Two non-aviation questions

1. If the principles of flight are universally applicable, why is it
that birds don't stall or spin? I wonder especially because I'm sure
I've seen some gulls hover in mid-air doing pretty much nothing except
having their wings spread!

2. We know it's possible for an aircraft to fly at angle to the
direction in which it's pointing. Does anyone know why does such a
thing not happen in boats or ships? After all, both ships and
aircrafts use media to float on... any sailors here could answer that,
I guess

Ramapriya

1. If the principles of flight are universally applicable, why is it
that birds don't stall or spin? I wonder especially because I'm sure
I've seen some gulls hover in mid-air doing pretty much nothing except
having their wings spread!

I'm not convinced that birds don't stall. However, they seem to know what to do about it, and do it instinctively. Also, birds can change their wings' shape and angle of incidence, and they can flap their wings if necessary, increasing the airflow
over the wing (and doing other things). Most airplanes can't do that. Betcha their feathers act as excellent stall warning indicators too. Closely watch gulls hovering in a gusty wind... they are not frozen (watch their wings closely) and I bet
every now and then they dip their nose. Near a stall? Maybe. Otoh maybe they just are good enough pilots that they stay away from the stall regeme.

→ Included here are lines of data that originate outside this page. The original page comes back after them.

use crate::errors::{CouchmapError, CouchmapResult, ErrorKind};
use crate::index::DesignDocument;
use crate::query::{BoundQuery, ViewQuery};
use crate::store::{QueryResult, StoreClient, StoredDocument, ViewRow};
use parking_lot::{Mutex, RwLock};
use std::collections::HashMap;
use std::sync::atomic::{AtomicU64, Ordering};
use std::sync::Arc;

/// Answers N1QL queries for an [InMemoryStoreClient].
pub type QueryHandler = Arc<dyn Fn(&BoundQuery) -> CouchmapResult<QueryResult> + Send + Sync>;

/// Answers view queries for an [InMemoryStoreClient].
pub type ViewHandler = Arc<dyn Fn(&ViewQuery) -> CouchmapResult<Vec<ViewRow>> + Send + Sync>;

/// Store client keeping one bucket in memory.
///
/// Key-value operations behave like a real bucket, with a CAS that grows on
/// every mutation. There is no query engine: queries are answered by the
/// registered handlers, and every executed query is recorded. Expiry is
/// stored but documents are never evicted.
pub struct InMemoryStoreClient {
    bucket_name: String,
    documents: RwLock<HashMap<String, StoredDocument>>,
    design_documents: RwLock<HashMap<String, DesignDocument>>,
    cas_sequence: AtomicU64,
    query_handler: Option<QueryHandler>,
    view_handler: Option<ViewHandler>,
    executed_queries: Mutex<Vec<BoundQuery>>,
}

impl InMemoryStoreClient {
    pub fn new(bucket_name: &str) -> Self {
        InMemoryStoreClient {
            bucket_name: bucket_name.to_string(),
            documents: RwLock::new(HashMap::new()),
            design_documents: RwLock::new(HashMap::new()),
            cas_sequence: AtomicU64::new(0),
            query_handler: None,
            view_handler: None,
            executed_queries: Mutex::new(Vec::new()),
        }
    }

    pub fn with_query_handler<F>(mut self, handler: F) -> Self
    where
        F: Fn(&BoundQuery) -> CouchmapResult<QueryResult> + Send + Sync + 'static,
    {
        self.query_handler = Some(Arc::new(handler));
        self
    }

    pub fn with_view_handler<F>(mut self, handler: F) -> Self
    where
        F: Fn(&ViewQuery) -> CouchmapResult<Vec<ViewRow>> + Send + Sync + 'static,
    {
        self.view_handler = Some(Arc::new(handler));
        self
    }

    /// Queries executed so far, in execution order.
    pub fn executed_queries(&self) -> Vec<BoundQuery> {
        self.executed_queries.lock().clone()
    }

    pub fn len(&self) -> usize {
        self.documents.read().len()
    }

    pub fn is_empty(&self) -> bool {
        self.documents.read().is_empty()
    }

    fn next_cas(&self) -> u64 {
        self.cas_sequence.fetch_add(1, Ordering::SeqCst) + 1
    }
}

impl StoreClient for InMemoryStoreClient {
    fn bucket_name(&self) -> &str {
        &self.bucket_name
    }

    fn get(&self, id: &str) -> CouchmapResult<Option<StoredDocument>> {
        Ok(self.documents.read().get(id).cloned())
    }

    fn insert(&self, document: StoredDocument) -> CouchmapResult<u64> {
        let mut documents = self.documents.write();
        if documents.contains_key(document.id()) {
            log::error!("Document {} already exists", document.id());
            return Err(CouchmapError::new(
                &format!("Document with id '{}' already exists", document.id()),
                ErrorKind::DocumentExists,
            ));
        }

        let cas = self.next_cas();
        let id = document.id().to_string();
        documents.insert(id, document.with_cas(cas));
        Ok(cas)
    }

    fn upsert(&self, document: StoredDocument) -> CouchmapResult<u64> {
        let mut documents = self.documents.write();
        if document.cas() != 0 {
            match documents.get(document.id()) {
                Some(existing) if existing.cas() == document.cas() => {}
                Some(existing) => {
                    log::error!(
                        "CAS mismatch for {}: expected {}, found {}",
                        document.id(),
                        document.cas(),
                        existing.cas()
                    );
                    return Err(CouchmapError::new(
                        &format!("CAS mismatch for document '{}'", document.id()),
                        ErrorKind::CasMismatch,
                    ));
                }
                None => {
                    log::error!("Document {} not found for CAS update", document.id());
                    return Err(CouchmapError::new(
                        &format!("Document with id '{}' not found", document.id()),
                        ErrorKind::DocumentNotFound,
                    ));
                }
            }
        }

        let cas = self.next_cas();
        let id = document.id().to_string();
        documents.insert(id, document.with_cas(cas));
        Ok(cas)
    }

    fn remove(&self, id: &str) -> CouchmapResult<()> {
        match self.documents.write().remove(id) {
            Some(_) => Ok(()),
            None => {
                log::error!("Document {} not found for removal", id);
                Err(CouchmapError::new(
                    &format!("Document with id '{}' not found", id),
                    ErrorKind::DocumentNotFound,
                ))
            }
        }
    }

    fn query(&self, query: &BoundQuery) -> CouchmapResult<QueryResult> {
        self.executed_queries.lock().push(query.clone());
        log::debug!("Executing {}", query.statement());

        match &self.query_handler {
            Some(handler) => handler(query),
            None => {
                log::error!("No query handler registered for bucket {}", self.bucket_name);
                Err(CouchmapError::new(
                    "In-memory store has no query handler",
                    ErrorKind::QueryError,
                ))
            }
        }
    }

    fn query_view(&self, query: &ViewQuery) -> CouchmapResult<Vec<ViewRow>> {
        let exists = self
            .design_documents
            .read()
            .get(query.design_document())
            .is_some_and(|design| design.view(query.view_name()).is_some());
        if !exists {
            log::error!("View {}/{} not found", query.design_document(), query.view_name());
            return Err(CouchmapError::new(
                &format!(
                    "View '{}' not found in design document '{}'",
                    query.view_name(),
                    query.design_document()
                ),
                ErrorKind::QueryError,
            ));
        }

        match &self.view_handler {
            Some(handler) => handler(query),
            None => Ok(Vec::new()),
        }
    }

    fn get_design_document(&self, name: &str) -> CouchmapResult<Option<DesignDocument>> {
        Ok(self.design_documents.read().get(name).cloned())
    }

    fn upsert_design_document(&self, design_document: DesignDocument) -> CouchmapResult<()> {
        self.design_documents
            .write()
            .insert(design_document.name().to_string(), design_document);
        Ok(())
    }
}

2. We know it's possible for an aircraft to fly at angle to the
direction in which it's pointing. Does anyone know why does such a
thing not happen in boats or ships? After all, both ships and
aircrafts use media to float on... any sailors here could answer that,
I guess

IT does happen with boats and ships, all the time. The standard vector problem in high school is a boat travelling across the river in a current. For more fun, consider sailing, where you travel at an angle to the wind and the ground, and the
course you track is different from the direction from where you are to where you want to be (due to tacking).

Planes can "skid" in the air to some degree, moving sideways through the air. Boats can also move sideways through the water, but it's harder since water is much more massive (though there is less weathercocking tendency (with respect to the water),
in fact maybe even none, on a boat, and there is some in an airplane (which helps keep the mose pointed forward).

Jose
--
Freedom. It seemed like a good idea at the time.
for Email, make the obvious change in the address.

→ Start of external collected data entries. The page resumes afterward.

//! Wire shapes of the WakaTime public share JSON files.
//!
//! Only the coding activity file needs its own wire types: its totals use
//! snake_case keys that are renamed on the way into the view model. The
//! breakdown files already match `StatsBreakdown`.
use super::types::ActivityRange;
use serde::Deserialize;
use serde_json::{Map, Value};

#[derive(Deserialize, Debug, Clone)]
pub struct CodingActivityResponse {
    #[serde(default)]
    pub data: Vec<CodingActivityEntry>,
}

#[derive(Deserialize, Debug, Clone)]
pub struct CodingActivityEntry {
    #[serde(default)]
    pub range: ActivityRange,
    pub grand_total: GrandTotal,
}

/// Total coding time for one day of the share window.
///
/// Only `total_seconds` is required. Every other key, known or not, is
/// carried over to the view model unchanged.
#[derive(Deserialize, Debug, Clone)]
pub struct GrandTotal {
    /// Hours as a decimal string, e.g. `"1.50"`.
    #[serde(default)]
    pub decimal: String,
    /// Clock style, e.g. `"1:30"`.
    #[serde(default)]
    pub digital: String,
    #[serde(default)]
    pub hours: u32,
    #[serde(default)]
    pub minutes: u32,
    /// Human readable, e.g. `"1 hr 30 mins"`.
    #[serde(default)]
    pub text: String,
    pub total_seconds: f64,
    #[serde(flatten)]
    pub extra: Map<String, Value>,
}
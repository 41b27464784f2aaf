use crate::DataError;

/// Observer for failures that a fail-soft operation swallows.
///
/// `ProjectRepository` never returns content API errors to its caller; it
/// reports them here instead so they stay observable.
pub trait Diagnostics: Send + Sync {
    fn report(&self, operation: &'static str, error: &DataError);
}

/// Default observer: emits one `tracing` event per swallowed failure.
#[derive(Debug, Clone, Copy, Default)]
pub struct TracingDiagnostics;

impl Diagnostics for TracingDiagnostics {
    fn report(&self, operation: &'static str, error: &DataError) {
        match error {
            DataError::NotFound(id) => {
                tracing::warn!(operation, id = %id, "content record not found");
            }
            _ => tracing::error!(operation, error = %error, "content request failed"),
        }
    }
}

I'm not convinced that birds don't stall.

They're experts at stalls, spins and recovery. (Ospreys, kestrels...)

Last night I was reading a commercial rating textbook and one section
addressed the question of whether, like humans, birds ever forget to lower
their landing gear. Below the paragraph is a series of three photos
showing a seagull landing feet up, sliding his ass across the ground.

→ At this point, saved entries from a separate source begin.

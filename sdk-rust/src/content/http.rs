use super::client::{ContentClient, ContentRequest, ContentTarget};
use crate::{client_utils, DataError, DataResult};
use reqwest::{header::HeaderMap, Client, StatusCode, Url};
use serde_json::Value;
use std::collections::HashMap;

const SOURCE: &str = "microcms";

#[derive(Clone, Default)]
pub struct HttpContentClientOptions {
    /// Extra headers for every request, e.g. the service's API key header.
    pub headers: Option<HashMap<String, String>>,
    pub client: Option<Client>,
}

/// `ContentClient` for microCMS-style REST APIs:
/// `GET {base}/{endpoint}?offset=&limit=` and `GET {base}/{endpoint}/{id}`.
pub struct HttpContentClient {
    base_url: String,
    client: Client,
    headers: HashMap<String, String>,
}

impl HttpContentClient {
    #[must_use]
    pub fn new(base_url: impl Into<String>, options: HttpContentClientOptions) -> Self {
        let HttpContentClientOptions { headers, client } = options;
        let base_url: String = base_url.into();

        Self {
            base_url: base_url.trim_end_matches('/').to_string(),
            client: client.unwrap_or_else(Client::new),
            headers: headers.unwrap_or_default(),
        }
    }

    /// Client for a hosted microCMS service, addressed by its subdomain.
    #[must_use]
    pub fn for_service(service_domain: &str, options: HttpContentClientOptions) -> Self {
        Self::new(
            format!("https://{service_domain}.microcms.io/api/v1"),
            options,
        )
    }

    fn request_headers(&self) -> DataResult<HeaderMap> {
        client_utils::build_headers(SOURCE, &self.headers)
    }

    fn request_url(&self, request: &ContentRequest) -> DataResult<Url> {
        let mut url = Url::parse(&self.base_url).map_err(|error| {
            DataError::InvalidInput(format!(
                "Invalid content API base URL '{}': {error}",
                self.base_url
            ))
        })?;

        {
            let mut segments = url.path_segments_mut().map_err(|()| {
                DataError::InvalidInput(format!(
                    "Content API base URL '{}' cannot take a path",
                    self.base_url
                ))
            })?;
            segments.pop_if_empty().push(&request.endpoint);
            if let ContentTarget::Item { content_id } = &request.target {
                segments.push(content_id);
            }
        }

        if let ContentTarget::List { offset, limit } = &request.target {
            url.query_pairs_mut()
                .append_pair("offset", &offset.to_string())
                .append_pair("limit", &limit.to_string());
        }

        Ok(url)
    }
}

#[async_trait::async_trait]
impl ContentClient for HttpContentClient {
    async fn get(&self, request: ContentRequest) -> DataResult<Value> {
        let url = self.request_url(&request)?;
        let headers = self.request_headers()?;

        let result = crate::opentelemetry::trace_fetch(
            SOURCE,
            &request.endpoint,
            url.as_str(),
            || client_utils::get_json(&self.client, url.as_str(), headers),
        )
        .await;

        match (result, &request.target) {
            (
                Err(DataError::Upstream {
                    status: StatusCode::NOT_FOUND,
                    ..
                }),
                ContentTarget::Item { content_id },
            ) => Err(DataError::NotFound(content_id.clone())),
            (result, _) => result,
        }
    }
}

It would appear he forgot to do his GUMPS check.

-c

"Ramapriya" wrote in message
m...
1. If the principles of flight are universally applicable, why is it
that birds don't stall or spin? I wonder especially because I'm sure
I've seen some gulls hover in mid-air doing pretty much nothing except
having their wings spread!

Some kinds of birds stall all the time, they just don't spin since they
recover immediately. Watch swifts or swallows feeding, or harriers hunting.
They continuously stall, then recover.

Gulls can't hover, they just fly forward the same speed as the approaching
wind. Kestrels can hover, they do it by adjusting the angle of attack and
thrust. Hummingbirds can, of course, hover. In fact, they can fly backwards.

Ramapriya wrote:
1. If the principles of flight are universally applicable, why is it
that birds don't stall or spin? I wonder especially because I'm sure
I've seen some gulls hover in mid-air doing pretty much nothing except
having their wings spread!


The direct answer is that they do, in fact stall, but as others have
said, instantly recover by changing the shape of their wings. One of
the funniest things I've ever seen was a flock of geese gracefully
approaching a glassy smooth lake in Iowa for landing. Having misjudged
their distance above the water, they flared a few feet too high, and
promptly entered what was indeed a deep stall. Wings flapping, panic in
their eyes, they dunked into the water. It was hilarious!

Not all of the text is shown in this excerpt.